[Items from a data source]

>>

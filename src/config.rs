//! Configuration management for the log shell.
//!
//! Handles loading engine settings from a TOML file and environment variables.
//! Every field has a default, so an absent or empty file yields a usable config.

use crate::backend::DatabaseContext;
use crate::error::{Result, ShellError};
use crate::query::RetryPolicy;
use serde::{Deserialize, Serialize};
use std::path::{Path, PathBuf};
use std::time::Duration;

/// Environment variable overriding the poll interval.
pub const ENV_POLL_INTERVAL_MS: &str = "LOG_SHELL_POLL_INTERVAL_MS";

/// Environment variable overriding the default database.
pub const ENV_DATABASE: &str = "LOG_SHELL_DATABASE";

/// Engine configuration.
#[derive(Debug, Clone, PartialEq, Serialize, Deserialize)]
pub struct ShellConfig {
    /// Delay between two status checks of a running query.
    #[serde(default = "default_poll_interval_ms")]
    pub poll_interval_ms: u64,

    /// How many times a failed status check is retried before giving up.
    #[serde(default = "default_max_poll_retries")]
    pub max_poll_retries: u32,

    /// First backoff delay after a failed status check.
    #[serde(default = "default_initial_backoff_ms")]
    pub initial_backoff_ms: u64,

    /// Upper bound for the backoff delay.
    #[serde(default = "default_max_backoff_ms")]
    pub max_backoff_ms: u64,

    /// Growth factor applied to the backoff after each failure.
    #[serde(default = "default_backoff_multiplier")]
    pub backoff_multiplier: f64,

    /// Rows requested per results page. `None` lets the backend decide.
    #[serde(default)]
    pub page_size: Option<u32>,

    /// Database the shell targets until another one is selected.
    #[serde(default)]
    pub database: Option<String>,
}

fn default_poll_interval_ms() -> u64 {
    1500
}

fn default_max_poll_retries() -> u32 {
    3
}

fn default_initial_backoff_ms() -> u64 {
    500
}

fn default_max_backoff_ms() -> u64 {
    8000
}

fn default_backoff_multiplier() -> f64 {
    2.0
}

impl Default for ShellConfig {
    fn default() -> Self {
        Self {
            poll_interval_ms: default_poll_interval_ms(),
            max_poll_retries: default_max_poll_retries(),
            initial_backoff_ms: default_initial_backoff_ms(),
            max_backoff_ms: default_max_backoff_ms(),
            backoff_multiplier: default_backoff_multiplier(),
            page_size: None,
            database: None,
        }
    }
}

impl ShellConfig {
    /// Returns the default config file path for the current platform.
    pub fn default_path() -> PathBuf {
        dirs::config_dir()
            .unwrap_or_else(|| PathBuf::from("."))
            .join("log-shell")
            .join("config.toml")
    }

    /// Loads configuration from a TOML file.
    ///
    /// A missing file is not an error and yields the defaults.
    pub fn load_from_file(path: &Path) -> Result<Self> {
        if !path.exists() {
            return Ok(Self::default());
        }

        let content = std::fs::read_to_string(path)
            .map_err(|e| ShellError::config(format!("Failed to read config file: {e}")))?;

        let config = Self::parse_toml(&content, path)?;
        config.validate()?;
        Ok(config)
    }

    /// Loads configuration from `path` with the `LOG_SHELL_*` environment
    /// variables applied on top.
    pub fn load(path: &Path) -> Result<Self> {
        let mut config = Self::load_from_file(path)?;
        config.apply_env_overrides();
        config.validate()?;
        Ok(config)
    }

    /// Parses configuration from a TOML string.
    fn parse_toml(content: &str, path: &Path) -> Result<Self> {
        toml::from_str(content).map_err(|e| {
            ShellError::config(format!(
                "Configuration error in {}:\n  {}",
                path.display(),
                e
            ))
        })
    }

    /// Checks that the values describe a loop that terminates and makes progress.
    pub fn validate(&self) -> Result<()> {
        if self.poll_interval_ms == 0 {
            return Err(ShellError::config(
                "poll_interval_ms must be greater than zero",
            ));
        }
        if self.backoff_multiplier < 1.0 || !self.backoff_multiplier.is_finite() {
            return Err(ShellError::config(format!(
                "backoff_multiplier must be at least 1.0, got {}",
                self.backoff_multiplier
            )));
        }
        if self.max_backoff_ms < self.initial_backoff_ms {
            return Err(ShellError::config(
                "max_backoff_ms must not be smaller than initial_backoff_ms",
            ));
        }
        if self.page_size == Some(0) {
            return Err(ShellError::config("page_size must be greater than zero"));
        }
        Ok(())
    }

    /// Applies `LOG_SHELL_*` environment variables on top of the file values.
    ///
    /// A zero or unparsable poll interval is ignored. The database variable
    /// only fills in a database the file left unset.
    pub fn apply_env_overrides(&mut self) {
        if let Ok(interval) = std::env::var(ENV_POLL_INTERVAL_MS) {
            if let Ok(ms) = interval.parse::<u64>() {
                if ms > 0 {
                    self.poll_interval_ms = ms;
                }
            }
        }
        if self.database.is_none() {
            self.database = std::env::var(ENV_DATABASE).ok().filter(|d| !d.is_empty());
        }
    }

    /// Delay between two status checks.
    pub fn poll_interval(&self) -> Duration {
        Duration::from_millis(self.poll_interval_ms)
    }

    /// Retry policy for transient status-check failures.
    pub fn retry_policy(&self) -> RetryPolicy {
        RetryPolicy {
            max_retries: self.max_poll_retries,
            initial_backoff: Duration::from_millis(self.initial_backoff_ms),
            max_backoff: Duration::from_millis(self.max_backoff_ms),
            backoff_multiplier: self.backoff_multiplier,
        }
    }

    /// Database context used for new submissions.
    pub fn database_context(&self) -> DatabaseContext {
        DatabaseContext {
            database: self.database.clone(),
        }
    }
}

<<

Give back, verbatim, the lines from the top of the entries above through the line containing "use crate::query::RetryPolicy;".

filename src/config.rs
//! Configuration management for the log shell.
//!
//! Handles loading engine settings from a TOML file and environment variables.
//! Every field has a default, so an absent or empty file yields a usable config.

use crate::backend::DatabaseContext;
use crate::error::{Result, ShellError};
use crate::query::RetryPolicy;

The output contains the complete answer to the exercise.